Try it: Could you filter the data below down to the lines that hold the word "ModelNotFound"?

Items from a data source:
- - - - -
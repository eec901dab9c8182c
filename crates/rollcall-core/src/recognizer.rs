//! ArcFace face recognizer via ONNX Runtime.
//!
//! Crops a square around a detected face, resizes it to 112x112 and extracts
//! an L2-normalized 512-dimensional embedding.

use crate::types::{BoundingBox, Embedding};
use image::imageops::{self, FilterType};
use image::GrayImage;
use ndarray::Array4;
use ort::session::Session;
use ort::value::TensorRef;
use std::path::Path;
use thiserror::Error;

const ARCFACE_INPUT_SIZE: u32 = 112;
const ARCFACE_MEAN: f32 = 127.5;
const ARCFACE_STD: f32 = 127.5;
const ARCFACE_EMBEDDING_DIM: usize = 512;
const ARCFACE_MODEL_VERSION: &str = "w600k_r50";
/// Extra context around the detector box, as a fraction of its longer side.
const CROP_MARGIN: f32 = 0.1;

#[derive(Error, Debug)]
pub enum RecognizerError {
    #[error("model file not found: {0}; download from insightface and place in the model directory")]
    ModelNotFound(String),
    #[error("inference failed: {0}")]
    InferenceFailed(String),
    #[error("face region lies outside the image")]
    EmptyRegion,
    #[error("ort: {0}")]
    Ort(#[from] ort::Error),
}

/// ArcFace-based face recognizer.
pub struct FaceRecognizer {
    session: Session,
}

impl FaceRecognizer {
    /// Load the ArcFace ONNX model from the given path.
    pub fn load(model_path: &Path) -> Result<Self, RecognizerError> {
        if !model_path.exists() {
            return Err(RecognizerError::ModelNotFound(model_path.display().to_string()));
        }

        let session = Session::builder()?
            .with_intra_threads(2)?
            .commit_from_file(model_path)?;

        Ok(Self { session })
    }

    /// Extract an embedding for `face` within `image`.
    pub fn extract(&mut self, image: &GrayImage, face: &BoundingBox) -> Result<Embedding, RecognizerError> {
        let crop = face_crop(image, face).ok_or(RecognizerError::EmptyRegion)?;
        let input = to_tensor(&crop);

        let outputs = self
            .session
            .run(ort::inputs![TensorRef::from_array_view(input.view())?])?;

        let (_, raw) = outputs[0]
            .try_extract_tensor::<f32>()
            .map_err(|e| RecognizerError::InferenceFailed(format!("embedding extraction: {e}")))?;

        if raw.len() != ARCFACE_EMBEDDING_DIM {
            return Err(RecognizerError::InferenceFailed(format!(
                "expected {ARCFACE_EMBEDDING_DIM}-dim embedding, got {}",
                raw.len()
            )));
        }

        Ok(Embedding {
            values: l2_normalize(raw),
            model_version: Some(ARCFACE_MODEL_VERSION.to_string()),
        })
    }
}

/// Square crop centered on `face`, padded by [`CROP_MARGIN`] and resized to
/// the ArcFace input size. `None` if the region misses the image entirely.
fn face_crop(image: &GrayImage, face: &BoundingBox) -> Option<GrayImage> {
    let side = face.width.max(face.height) * (1.0 + 2.0 * CROP_MARGIN);
    let cx = face.x + face.width / 2.0;
    let cy = face.y + face.height / 2.0;
    let square = BoundingBox::new(cx - side / 2.0, cy - side / 2.0, side, side);

    let (x, y, w, h) = square.clamp_to(image.width(), image.height());
    if w == 0 || h == 0 {
        return None;
    }
    let region = imageops::crop_imm(image, x, y, w, h).to_image();
    Some(imageops::resize(
        &region,
        ARCFACE_INPUT_SIZE,
        ARCFACE_INPUT_SIZE,
        FilterType::Triangle,
    ))
}

/// Grayscale crop → 3-channel NCHW tensor with symmetric normalization.
fn to_tensor(crop: &GrayImage) -> Array4<f32> {
    let size = ARCFACE_INPUT_SIZE as usize;
    let mut tensor = Array4::<f32>::zeros((1, 3, size, size));
    for (x, y, pixel) in crop.enumerate_pixels() {
        let v = (pixel.0[0] as f32 - ARCFACE_MEAN) / ARCFACE_STD;
        for c in 0..3 {
            tensor[[0, c, y as usize, x as usize]] = v;
        }
    }
    tensor
}

fn l2_normalize(raw: &[f32]) -> Vec<f32> {
    let norm = raw.iter().map(|x| x * x).sum::<f32>().sqrt();
    if norm > 0.0 {
        raw.iter().map(|x| x / norm).collect()
    } else {
        raw.to_vec()
    }
}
- - - - -
Result of the task:
    ModelNotFound(String),
            return Err(RecognizerError::ModelNotFound(model_path.display().to_string()));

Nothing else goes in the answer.